Bu gününe bağlı. Eğer evde isem küçük oğlum ‘Hadi baba, gidelim’ diye yanıma gelir. İki yaşındaki oğlumla bir iki saat oyalanırım. Sonra onu okuluna götürürüm. Dönüşte birkaç saat çalışırım.
- Formda kalabilmek için günde kaç saat çalışıyorsunuz?
Eğer bir turnuvaya hazırlanacaksam, dört-beş saat çalışırım. Öğle yemeğinden sonra karımla birşeyler yaparız. Tiyatroya gideriz, birlikte
yemek hazırlarız. Evde olduğum günler gerçekten çok güzel geçer.
- Steffi Alman. Çocuklarınızı Alman ve Amerikalı olarak mı yetiştiriyorsunuz?
Karım sadece çocuklarla Almanca konuşur.
- Siz Almanca biliyor musunuz?
Hayır. Yavaş yavaş konuşulanları anlamaya başladım. Oğlum Jaden, Almancayı da İngilizceyi de çok iyi anlıyor.
- Hálá çok genç sayılırsınız. Tenisi bırakınca ne yapmayı düşünüyorsunuz?

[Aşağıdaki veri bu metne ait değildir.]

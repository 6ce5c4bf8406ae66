#![allow(dead_code)]

use std::{
    collections::HashMap,
    sync::{Arc, Mutex},
    time::Duration,
};

use bytes::Bytes;
use chrono::{TimeDelta, Utc};
use leasemq::{
    config::Config,
    message::generate_id,
    queue::QueueOptions,
    store::{End, Guard, MemoryStore, Op, Store, StoreFuture},
    Error, MessageQueue,
};

pub const TIMEOUT: Duration = Duration::from_secs(10);

/// Queue name that no other test shares.
pub fn unique(name: &str) -> String {
    format!("{name}-{}", generate_id())
}

pub fn options() -> QueueOptions {
    QueueOptions {
        default_visibility: TIMEOUT,
        max_retries: 3,
        dead_letter_queue: unique("dead-letter"),
        reaper_interval: Duration::from_millis(10),
        reaper_grace: Duration::from_secs(30),
    }
}

pub fn memory_queue() -> MessageQueue {
    MessageQueue::new(Arc::new(MemoryStore::new()), options())
}

/// Memory store that yields to the scheduler before every call, so
/// concurrent callers interleave, and that can slip writes in right before
/// the next guarded batch.
#[derive(Default)]
pub struct InterleavingStore {
    inner: MemoryStore,
    before_guarded: Mutex<Vec<Op>>,
}

impl InterleavingStore {
    /// Applies `ops` just before the next `atomic_batch_if` is evaluated.
    pub fn interfere(&self, ops: Vec<Op>) {
        self.before_guarded.lock().unwrap().extend(ops);
    }
}

impl Store for InterleavingStore {
    fn atomic_batch<'a>(&'a self, ops: Vec<Op>) -> StoreFuture<'a, Vec<i64>> {
        Box::pin(async move {
            tokio::task::yield_now().await;
            self.inner.atomic_batch(ops).await
        })
    }

    fn atomic_batch_if<'a>(
        &'a self,
        guard: Guard,
        ops: Vec<Op>,
    ) -> StoreFuture<'a, Option<Vec<i64>>> {
        Box::pin(async move {
            tokio::task::yield_now().await;
            let pending = std::mem::take(&mut *self.before_guarded.lock().unwrap());
            if !pending.is_empty() {
                self.inner.atomic_batch(pending).await?;
            }
            self.inner.atomic_batch_if(guard, ops).await
        })
    }

    fn list_move<'a>(
        &'a self,
        src: &'a str,
        dst: &'a str,
        from: End,
        to: End,
    ) -> StoreFuture<'a, Option<String>> {
        Box::pin(async move {
            tokio::task::yield_now().await;
            self.inner.list_move(src, dst, from, to).await
        })
    }

    fn list_range<'a>(&'a self, key: &'a str) -> StoreFuture<'a, Vec<String>> {
        Box::pin(async move {
            tokio::task::yield_now().await;
            self.inner.list_range(key).await
        })
    }

    fn list_len<'a>(&'a self, key: &'a str) -> StoreFuture<'a, u64> {
        Box::pin(async move {
            tokio::task::yield_now().await;
            self.inner.list_len(key).await
        })
    }

    fn hash_get<'a>(&'a self, key: &'a str, field: &'a str) -> StoreFuture<'a, Option<Bytes>> {
        Box::pin(async move {
            tokio::task::yield_now().await;
            self.inner.hash_get(key, field).await
        })
    }

    fn hash_get_all<'a>(&'a self, key: &'a str) -> StoreFuture<'a, HashMap<String, Bytes>> {
        Box::pin(async move {
            tokio::task::yield_now().await;
            self.inner.hash_get_all(key).await
        })
    }

    fn sorted_set_range_by_score<'a>(
        &'a self,
        key: &'a str,
        max: f64,
    ) -> StoreFuture<'a, Vec<String>> {
        Box::pin(async move {
            tokio::task::yield_now().await;
            self.inner.sorted_set_range_by_score(key, max).await
        })
    }

    fn close<'a>(&'a self) -> StoreFuture<'a, ()> {
        self.inner.close()
    }
}

/// Queue over an [`InterleavingStore`], returned alongside the store.
pub fn interleaving_queue() -> (MessageQueue, Arc<InterleavingStore>) {
    let store = Arc::new(InterleavingStore::default());
    let queue = MessageQueue::new(Arc::clone(&store) as Arc<dyn Store>, options());
    (queue, store)
}

pub async fn memory_queue_from(config: Config) -> MessageQueue {
    MessageQueue::connect_with()
        .config(config)
        .store(Arc::new(MemoryStore::new()) as Arc<dyn Store>)
        .call()
        .await
        .unwrap()
}

/// A moment after every lease taken with [`TIMEOUT`] has expired.
pub fn after_timeout() -> chrono::DateTime<Utc> {
    Utc::now() + TimeDelta::from_std(TIMEOUT).unwrap() + TimeDelta::seconds(1)
}

pub async fn push_then_pull_returns_payload(queue: &MessageQueue) {
    let name = unique("tasks");

    let id = queue.push(&name, &b"\x00binary\xffpayload"[..]).await.unwrap();
    let message = queue.pull(&name, TIMEOUT).await.unwrap();

    assert_eq!(message.id, id);
    assert_eq!(message.queue, name);
    assert_eq!(&message.payload[..], b"\x00binary\xffpayload");
    assert_eq!(message.retry_count, 1);

    let lease = message.lease.as_ref().unwrap();
    assert_eq!(lease.leased_from, name);
    assert!(lease.expires_at > Utc::now());
}

pub async fn pull_on_empty_queue(queue: &MessageQueue) {
    let name = unique("empty");

    let err = queue.pull(&name, TIMEOUT).await.unwrap_err();
    assert!(err.is_queue_empty(), "{err}");

    queue.push(&name, "only").await.unwrap();
    queue.pull(&name, TIMEOUT).await.unwrap();

    let err = queue.pull(&name, TIMEOUT).await.unwrap_err();
    assert!(err.is_queue_empty(), "{err}");
}

pub async fn pull_is_fifo(queue: &MessageQueue) {
    let name = unique("fifo");

    let mut pushed = Vec::new();
    for i in 0..5 {
        pushed.push(queue.push(&name, format!("message {i}")).await.unwrap());
    }

    let mut pulled = Vec::new();
    for _ in 0..5 {
        pulled.push(queue.pull(&name, TIMEOUT).await.unwrap().id);
    }

    assert_eq!(pulled, pushed);
}

pub async fn ack_deletes_message(queue: &MessageQueue) {
    let name = unique("ack");

    let id = queue.push(&name, "done soon").await.unwrap();
    let message = queue.pull(&name, TIMEOUT).await.unwrap();
    let receipt = message.receipt().unwrap();

    queue.ack(&id, receipt).await.unwrap();

    let err = queue.ack(&id, receipt).await.unwrap_err();
    assert!(matches!(err, Error::MessageNotFound { .. }), "{err}");

    let stats = queue.stats(&name).await.unwrap();
    assert_eq!((stats.available, stats.in_flight), (0, 0));
}

pub async fn wrong_receipt_keeps_lease(queue: &MessageQueue) {
    let name = unique("receipt");

    let id = queue.push(&name, "guarded").await.unwrap();
    let message = queue.pull(&name, TIMEOUT).await.unwrap();

    let err = queue.ack(&id, "not-the-receipt").await.unwrap_err();
    assert!(matches!(err, Error::InvalidReceipt { .. }), "{err}");

    assert_eq!(queue.stats(&name).await.unwrap().in_flight, 1);

    queue.ack(&id, message.receipt().unwrap()).await.unwrap();
}

pub async fn ack_before_pull_is_not_found(queue: &MessageQueue) {
    let name = unique("unpulled");

    let id = queue.push(&name, "waiting").await.unwrap();

    let err = queue.ack(&id, "anything").await.unwrap_err();
    assert!(matches!(err, Error::MessageNotFound { .. }), "{err}");

    let err = queue.ack(&generate_id(), "anything").await.unwrap_err();
    assert!(matches!(err, Error::MessageNotFound { .. }), "{err}");

    assert_eq!(queue.stats(&name).await.unwrap().available, 1);
}

pub async fn order_scenario(queue: &MessageQueue) {
    let name = unique("orders");

    let id = queue.push(&name, "order-1").await.unwrap();

    let message = queue.pull(&name, TIMEOUT).await.unwrap();
    assert_eq!(&message.payload[..], b"order-1");
    assert_eq!(message.retry_count, 1);

    queue.ack(&id, message.receipt().unwrap()).await.unwrap();

    let err = queue.pull(&name, TIMEOUT).await.unwrap_err();
    assert!(err.is_queue_empty(), "{err}");
}

pub async fn expired_lease_is_redelivered(queue: &MessageQueue) {
    let name = unique("redeliver");

    let id = queue.push(&name, "again").await.unwrap();
    let first = queue.pull(&name, TIMEOUT).await.unwrap();

    queue.reaper().run_once_at(after_timeout()).await;

    let stats = queue.stats(&name).await.unwrap();
    assert_eq!((stats.available, stats.in_flight), (1, 0));

    let second = queue.pull(&name, TIMEOUT).await.unwrap();
    assert_eq!(second.id, id);
    assert_eq!(second.retry_count, 2);
    assert_ne!(second.receipt(), first.receipt());

    let err = queue.ack(&id, first.receipt().unwrap()).await.unwrap_err();
    assert!(matches!(err, Error::InvalidReceipt { .. }), "{err}");

    queue.ack(&id, second.receipt().unwrap()).await.unwrap();
}

pub async fn exhausted_message_is_dead_lettered(queue: &MessageQueue) {
    let name = unique("poison");
    let dead_letter = queue.options().dead_letter_queue.clone();
    let max_retries = queue.options().max_retries;

    let id = queue.push(&name, "poison").await.unwrap();

    for _ in 0..max_retries {
        queue.pull(&name, TIMEOUT).await.unwrap();
        queue.reaper().run_once_at(after_timeout()).await;
    }

    let err = queue.pull(&name, TIMEOUT).await.unwrap_err();
    assert!(err.is_queue_empty(), "{err}");

    let message = queue.pull(&dead_letter, TIMEOUT).await.unwrap();
    assert_eq!(message.id, id);
    assert_eq!(message.queue, name);
    assert_eq!(message.retry_count, max_retries + 1);

    assert!(queue.list_queues().await.unwrap().contains(&dead_letter));

    queue.ack(&id, message.receipt().unwrap()).await.unwrap();
}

Hiçbir fikrim yok. Şimdilik tüm enerjimi tenise ve okula harcamak zorundayım. İşlerimi ve ailemi de düşünmeliyim.
Ermenice bilmem
- Siz Ermeni asıllısınız değil mi? Bu sizin için özel bir anlam taşıyor mu?
Ben babamın ülkesine hiç gitmedim. Ermenice de bilmem. Babam 18 yaşındayken ABD’ye göçetmiş. Babam, Amerikan rüyasını gerçekleştirmek için elinden geleni yapmış.
- Politikayla aranız nasıl?
Seçimlerde gidip oyumu veriyorum. Politikanın benim için uygun bir merak olduğunu hiç sanmıyorum.
Andre Agassi-Steffi Graff çiftinin ikinci çocukları Jazz henüz iki aylık. Agassi, ‘Çocuklarımın dünyayı değiştirmesini isterim’ diyor.
Yenildiğim maçı oğlum unutturur
- Kötü geçen bir günden, kötü oynanmış bir maçtan sonra ne yaparsınız?
Eve gelirim. Küçük oğlumla oyunlar oynarım. Oğlum bana sıkıntılarımı unutturuyor. Kötü bir günü onun sayesinde atlatıyorum.
- Daha fazla çocuğunuz olmasını ister misiniz?
Elbette, ben hep çok çocuklu bir ailem olsun istedim. Keşke 200 yaşına kadar yaşayabilsek ve sürekli çocuk sahibi olabilsek.
- Çocuklarınızın isimlerini nereden buldunuz? İkisi de çok ilginç isimler.
İsimleri Steffi buldu. Jaden, İbranice ‘Tanrı duydu’ anlamına geliyor. Eğer çocuğumuz kız olsaydı Jade adını verecektik. Oğlan olunca, ismi biraz değiştirdik. İkinci ismi de yine Steffi buldu. İki ismin birbiriyle uyum sağlaması hoşumuza gitti.